What to work on: Quote the entries below from the line with "assert_eq!(dispatcher.retry_after_seconds().await, 60);" through the line with "store.mark_cooldown(&added.id).await.unwrap();", both ends included, and only those lines.

Data extract:

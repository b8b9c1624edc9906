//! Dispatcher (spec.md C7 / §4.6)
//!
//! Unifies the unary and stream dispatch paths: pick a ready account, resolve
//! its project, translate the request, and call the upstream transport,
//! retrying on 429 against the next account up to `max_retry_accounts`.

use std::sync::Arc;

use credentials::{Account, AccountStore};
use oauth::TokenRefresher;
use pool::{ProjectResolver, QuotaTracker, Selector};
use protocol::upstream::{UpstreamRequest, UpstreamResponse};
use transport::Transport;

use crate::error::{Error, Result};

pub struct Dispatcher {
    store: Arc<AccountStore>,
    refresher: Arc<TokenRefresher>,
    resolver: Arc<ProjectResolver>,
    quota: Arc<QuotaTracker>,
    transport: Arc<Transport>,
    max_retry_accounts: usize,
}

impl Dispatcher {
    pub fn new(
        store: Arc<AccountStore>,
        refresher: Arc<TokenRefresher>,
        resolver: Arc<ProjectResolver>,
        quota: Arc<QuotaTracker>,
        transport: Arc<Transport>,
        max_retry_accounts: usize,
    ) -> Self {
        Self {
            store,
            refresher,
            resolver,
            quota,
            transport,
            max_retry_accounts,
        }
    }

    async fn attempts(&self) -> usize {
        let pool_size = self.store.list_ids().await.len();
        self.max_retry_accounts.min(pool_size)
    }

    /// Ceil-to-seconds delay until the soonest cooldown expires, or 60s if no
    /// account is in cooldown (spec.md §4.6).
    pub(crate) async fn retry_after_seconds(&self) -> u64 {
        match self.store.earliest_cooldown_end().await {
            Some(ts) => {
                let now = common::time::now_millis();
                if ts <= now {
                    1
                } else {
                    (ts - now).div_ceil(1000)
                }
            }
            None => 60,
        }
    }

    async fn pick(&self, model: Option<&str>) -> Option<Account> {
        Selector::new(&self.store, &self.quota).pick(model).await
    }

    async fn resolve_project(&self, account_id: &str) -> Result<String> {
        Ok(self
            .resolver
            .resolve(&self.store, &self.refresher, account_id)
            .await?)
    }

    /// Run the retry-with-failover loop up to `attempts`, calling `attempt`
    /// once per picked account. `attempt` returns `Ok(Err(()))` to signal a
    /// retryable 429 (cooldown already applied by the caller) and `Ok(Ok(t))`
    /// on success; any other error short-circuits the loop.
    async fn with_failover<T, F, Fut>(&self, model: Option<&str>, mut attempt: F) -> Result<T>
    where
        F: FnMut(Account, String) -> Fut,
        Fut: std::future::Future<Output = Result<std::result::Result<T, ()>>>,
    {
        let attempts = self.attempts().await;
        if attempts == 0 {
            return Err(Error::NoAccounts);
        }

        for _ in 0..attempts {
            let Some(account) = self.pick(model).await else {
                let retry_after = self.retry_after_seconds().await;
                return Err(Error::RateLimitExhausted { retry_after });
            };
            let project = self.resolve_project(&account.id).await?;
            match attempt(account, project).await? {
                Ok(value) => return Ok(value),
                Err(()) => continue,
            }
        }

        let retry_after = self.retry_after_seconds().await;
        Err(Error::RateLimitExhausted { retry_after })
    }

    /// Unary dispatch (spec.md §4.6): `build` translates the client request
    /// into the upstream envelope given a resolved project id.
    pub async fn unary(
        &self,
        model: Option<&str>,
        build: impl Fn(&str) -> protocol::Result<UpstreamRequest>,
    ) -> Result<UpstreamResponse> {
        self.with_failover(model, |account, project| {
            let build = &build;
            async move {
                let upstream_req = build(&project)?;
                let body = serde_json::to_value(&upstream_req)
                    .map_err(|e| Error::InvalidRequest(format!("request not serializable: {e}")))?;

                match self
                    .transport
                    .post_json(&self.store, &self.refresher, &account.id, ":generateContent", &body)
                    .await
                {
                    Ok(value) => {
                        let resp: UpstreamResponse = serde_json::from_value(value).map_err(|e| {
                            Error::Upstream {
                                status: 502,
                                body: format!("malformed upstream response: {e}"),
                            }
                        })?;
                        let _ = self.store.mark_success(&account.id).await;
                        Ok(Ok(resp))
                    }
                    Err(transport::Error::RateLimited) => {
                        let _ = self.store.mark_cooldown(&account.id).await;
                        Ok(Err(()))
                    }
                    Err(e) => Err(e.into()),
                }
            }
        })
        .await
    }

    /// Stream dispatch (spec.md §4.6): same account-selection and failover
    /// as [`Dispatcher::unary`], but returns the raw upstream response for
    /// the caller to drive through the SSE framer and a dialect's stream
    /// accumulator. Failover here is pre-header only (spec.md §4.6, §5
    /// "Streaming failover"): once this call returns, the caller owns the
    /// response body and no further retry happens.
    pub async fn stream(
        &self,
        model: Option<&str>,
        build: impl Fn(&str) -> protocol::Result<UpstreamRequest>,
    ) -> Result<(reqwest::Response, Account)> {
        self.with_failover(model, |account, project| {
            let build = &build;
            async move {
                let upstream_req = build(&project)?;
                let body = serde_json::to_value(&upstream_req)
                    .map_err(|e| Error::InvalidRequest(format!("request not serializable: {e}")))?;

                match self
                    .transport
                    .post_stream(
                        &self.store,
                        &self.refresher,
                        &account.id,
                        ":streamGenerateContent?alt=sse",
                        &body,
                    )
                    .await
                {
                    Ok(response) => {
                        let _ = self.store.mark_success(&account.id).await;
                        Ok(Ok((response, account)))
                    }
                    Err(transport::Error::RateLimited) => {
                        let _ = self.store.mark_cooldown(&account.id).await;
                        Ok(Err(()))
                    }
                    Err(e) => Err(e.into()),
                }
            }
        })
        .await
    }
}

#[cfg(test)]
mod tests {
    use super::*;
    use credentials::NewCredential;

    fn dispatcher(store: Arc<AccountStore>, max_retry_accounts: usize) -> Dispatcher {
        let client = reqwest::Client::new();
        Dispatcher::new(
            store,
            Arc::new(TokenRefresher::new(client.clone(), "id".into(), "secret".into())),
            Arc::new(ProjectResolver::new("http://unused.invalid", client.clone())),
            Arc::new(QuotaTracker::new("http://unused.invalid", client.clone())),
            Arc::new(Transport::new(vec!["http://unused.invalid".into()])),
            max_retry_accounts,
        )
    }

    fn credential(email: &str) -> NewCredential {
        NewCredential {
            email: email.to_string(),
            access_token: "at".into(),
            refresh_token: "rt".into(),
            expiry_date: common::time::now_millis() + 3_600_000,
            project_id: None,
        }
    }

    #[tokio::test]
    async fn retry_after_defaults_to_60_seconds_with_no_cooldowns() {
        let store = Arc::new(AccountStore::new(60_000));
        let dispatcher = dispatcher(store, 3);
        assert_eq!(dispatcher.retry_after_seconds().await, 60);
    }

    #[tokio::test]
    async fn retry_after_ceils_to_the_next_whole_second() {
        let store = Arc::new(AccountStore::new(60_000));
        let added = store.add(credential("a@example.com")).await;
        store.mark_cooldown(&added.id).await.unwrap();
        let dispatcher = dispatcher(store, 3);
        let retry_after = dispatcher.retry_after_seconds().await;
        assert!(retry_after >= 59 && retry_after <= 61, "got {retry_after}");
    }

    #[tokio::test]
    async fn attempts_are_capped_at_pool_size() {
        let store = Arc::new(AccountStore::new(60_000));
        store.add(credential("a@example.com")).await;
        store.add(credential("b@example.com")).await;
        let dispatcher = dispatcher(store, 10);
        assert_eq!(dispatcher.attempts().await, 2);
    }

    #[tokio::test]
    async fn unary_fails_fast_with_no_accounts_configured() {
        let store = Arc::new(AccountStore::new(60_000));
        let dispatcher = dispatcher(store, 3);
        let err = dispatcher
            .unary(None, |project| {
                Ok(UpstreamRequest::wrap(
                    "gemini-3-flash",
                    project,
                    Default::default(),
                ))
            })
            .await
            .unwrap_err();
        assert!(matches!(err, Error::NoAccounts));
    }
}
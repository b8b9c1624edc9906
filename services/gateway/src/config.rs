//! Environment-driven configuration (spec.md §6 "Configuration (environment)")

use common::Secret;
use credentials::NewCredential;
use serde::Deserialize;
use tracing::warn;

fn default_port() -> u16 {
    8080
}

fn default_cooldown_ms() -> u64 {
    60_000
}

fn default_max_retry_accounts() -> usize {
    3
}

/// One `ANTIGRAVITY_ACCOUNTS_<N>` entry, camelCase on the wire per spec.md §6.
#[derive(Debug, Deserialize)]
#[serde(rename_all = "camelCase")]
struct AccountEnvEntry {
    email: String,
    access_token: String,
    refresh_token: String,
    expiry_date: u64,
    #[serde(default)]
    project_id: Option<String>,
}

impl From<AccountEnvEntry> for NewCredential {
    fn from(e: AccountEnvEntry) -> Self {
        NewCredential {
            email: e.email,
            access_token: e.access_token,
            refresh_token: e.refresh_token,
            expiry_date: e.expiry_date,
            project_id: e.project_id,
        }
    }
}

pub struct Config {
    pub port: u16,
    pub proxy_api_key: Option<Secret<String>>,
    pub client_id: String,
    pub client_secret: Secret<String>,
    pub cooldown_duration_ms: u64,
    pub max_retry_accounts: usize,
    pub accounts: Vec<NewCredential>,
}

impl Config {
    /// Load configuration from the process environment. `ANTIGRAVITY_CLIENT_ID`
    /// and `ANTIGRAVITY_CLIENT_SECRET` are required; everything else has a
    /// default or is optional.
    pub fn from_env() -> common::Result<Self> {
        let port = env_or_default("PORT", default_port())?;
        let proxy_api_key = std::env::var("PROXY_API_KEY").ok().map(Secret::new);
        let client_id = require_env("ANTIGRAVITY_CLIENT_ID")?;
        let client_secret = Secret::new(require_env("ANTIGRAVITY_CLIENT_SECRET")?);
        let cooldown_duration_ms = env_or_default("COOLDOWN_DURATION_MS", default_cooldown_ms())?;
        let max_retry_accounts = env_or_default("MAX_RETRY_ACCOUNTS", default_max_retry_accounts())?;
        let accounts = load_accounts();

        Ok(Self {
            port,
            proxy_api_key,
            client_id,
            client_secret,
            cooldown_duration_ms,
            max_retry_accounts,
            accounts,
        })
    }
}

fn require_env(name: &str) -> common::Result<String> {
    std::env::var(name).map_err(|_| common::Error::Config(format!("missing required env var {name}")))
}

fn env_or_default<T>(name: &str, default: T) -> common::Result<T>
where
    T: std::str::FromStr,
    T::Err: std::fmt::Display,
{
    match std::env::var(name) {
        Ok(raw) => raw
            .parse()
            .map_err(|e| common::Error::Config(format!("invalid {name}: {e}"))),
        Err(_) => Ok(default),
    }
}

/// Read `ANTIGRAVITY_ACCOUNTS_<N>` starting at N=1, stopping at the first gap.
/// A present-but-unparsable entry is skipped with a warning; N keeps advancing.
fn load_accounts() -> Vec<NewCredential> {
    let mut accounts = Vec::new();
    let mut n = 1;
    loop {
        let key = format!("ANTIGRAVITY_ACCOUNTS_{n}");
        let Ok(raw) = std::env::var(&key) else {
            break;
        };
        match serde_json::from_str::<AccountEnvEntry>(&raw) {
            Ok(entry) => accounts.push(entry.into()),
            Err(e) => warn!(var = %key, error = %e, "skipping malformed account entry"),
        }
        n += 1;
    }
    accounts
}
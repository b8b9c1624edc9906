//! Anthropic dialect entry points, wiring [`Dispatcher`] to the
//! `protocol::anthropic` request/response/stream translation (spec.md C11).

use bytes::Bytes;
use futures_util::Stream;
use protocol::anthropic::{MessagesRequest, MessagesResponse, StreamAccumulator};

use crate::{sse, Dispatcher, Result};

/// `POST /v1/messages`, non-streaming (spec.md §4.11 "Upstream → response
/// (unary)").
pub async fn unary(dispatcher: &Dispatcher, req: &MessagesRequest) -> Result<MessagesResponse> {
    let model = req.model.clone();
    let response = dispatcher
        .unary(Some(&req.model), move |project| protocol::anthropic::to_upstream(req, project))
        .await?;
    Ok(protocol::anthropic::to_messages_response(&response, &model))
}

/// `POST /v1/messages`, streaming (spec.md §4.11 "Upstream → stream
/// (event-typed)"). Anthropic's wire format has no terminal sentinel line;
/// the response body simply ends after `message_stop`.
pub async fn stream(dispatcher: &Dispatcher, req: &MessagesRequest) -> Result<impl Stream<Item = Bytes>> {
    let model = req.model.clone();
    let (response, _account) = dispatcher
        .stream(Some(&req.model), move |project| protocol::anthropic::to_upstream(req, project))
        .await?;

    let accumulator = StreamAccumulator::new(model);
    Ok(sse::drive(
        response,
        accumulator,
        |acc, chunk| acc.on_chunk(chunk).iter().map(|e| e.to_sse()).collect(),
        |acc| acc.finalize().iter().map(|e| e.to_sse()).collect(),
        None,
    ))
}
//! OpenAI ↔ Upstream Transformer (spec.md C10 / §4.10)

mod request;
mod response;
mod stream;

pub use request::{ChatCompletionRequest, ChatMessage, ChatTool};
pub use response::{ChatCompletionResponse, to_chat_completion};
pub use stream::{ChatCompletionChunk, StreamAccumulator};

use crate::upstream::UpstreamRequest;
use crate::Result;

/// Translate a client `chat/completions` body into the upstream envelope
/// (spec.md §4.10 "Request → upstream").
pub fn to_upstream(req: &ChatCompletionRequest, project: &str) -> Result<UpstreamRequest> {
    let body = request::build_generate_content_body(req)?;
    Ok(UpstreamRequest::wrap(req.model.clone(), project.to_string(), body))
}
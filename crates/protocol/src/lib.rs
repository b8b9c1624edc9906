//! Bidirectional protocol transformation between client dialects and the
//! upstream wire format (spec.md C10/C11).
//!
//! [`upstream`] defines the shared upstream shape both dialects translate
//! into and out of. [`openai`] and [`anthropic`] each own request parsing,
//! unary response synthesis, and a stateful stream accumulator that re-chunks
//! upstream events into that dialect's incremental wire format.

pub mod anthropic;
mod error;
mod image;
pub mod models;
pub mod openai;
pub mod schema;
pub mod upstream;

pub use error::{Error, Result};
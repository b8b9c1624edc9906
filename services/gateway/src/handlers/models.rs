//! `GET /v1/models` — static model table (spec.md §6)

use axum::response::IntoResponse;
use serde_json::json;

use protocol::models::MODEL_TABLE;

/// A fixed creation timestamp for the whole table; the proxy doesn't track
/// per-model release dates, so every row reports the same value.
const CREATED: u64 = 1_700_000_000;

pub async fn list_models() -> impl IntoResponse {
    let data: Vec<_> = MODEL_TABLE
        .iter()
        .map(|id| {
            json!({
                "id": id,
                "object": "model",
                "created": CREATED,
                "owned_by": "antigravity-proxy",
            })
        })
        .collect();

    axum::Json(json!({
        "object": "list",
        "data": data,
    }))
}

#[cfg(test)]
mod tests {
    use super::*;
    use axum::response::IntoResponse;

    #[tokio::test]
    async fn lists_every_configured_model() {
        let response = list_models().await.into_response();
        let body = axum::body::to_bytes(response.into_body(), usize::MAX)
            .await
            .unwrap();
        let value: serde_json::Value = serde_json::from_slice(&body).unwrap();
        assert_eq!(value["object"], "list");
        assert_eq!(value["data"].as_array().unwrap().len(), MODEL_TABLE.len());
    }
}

Response:
        assert_eq!(dispatcher.retry_after_seconds().await, 60);
    }

    #[tokio::test]
    async fn retry_after_ceils_to_the_next_whole_second() {
        let store = Arc::new(AccountStore::new(60_000));
        let added = store.add(credential("a@example.com")).await;
        store.mark_cooldown(&added.id).await.unwrap();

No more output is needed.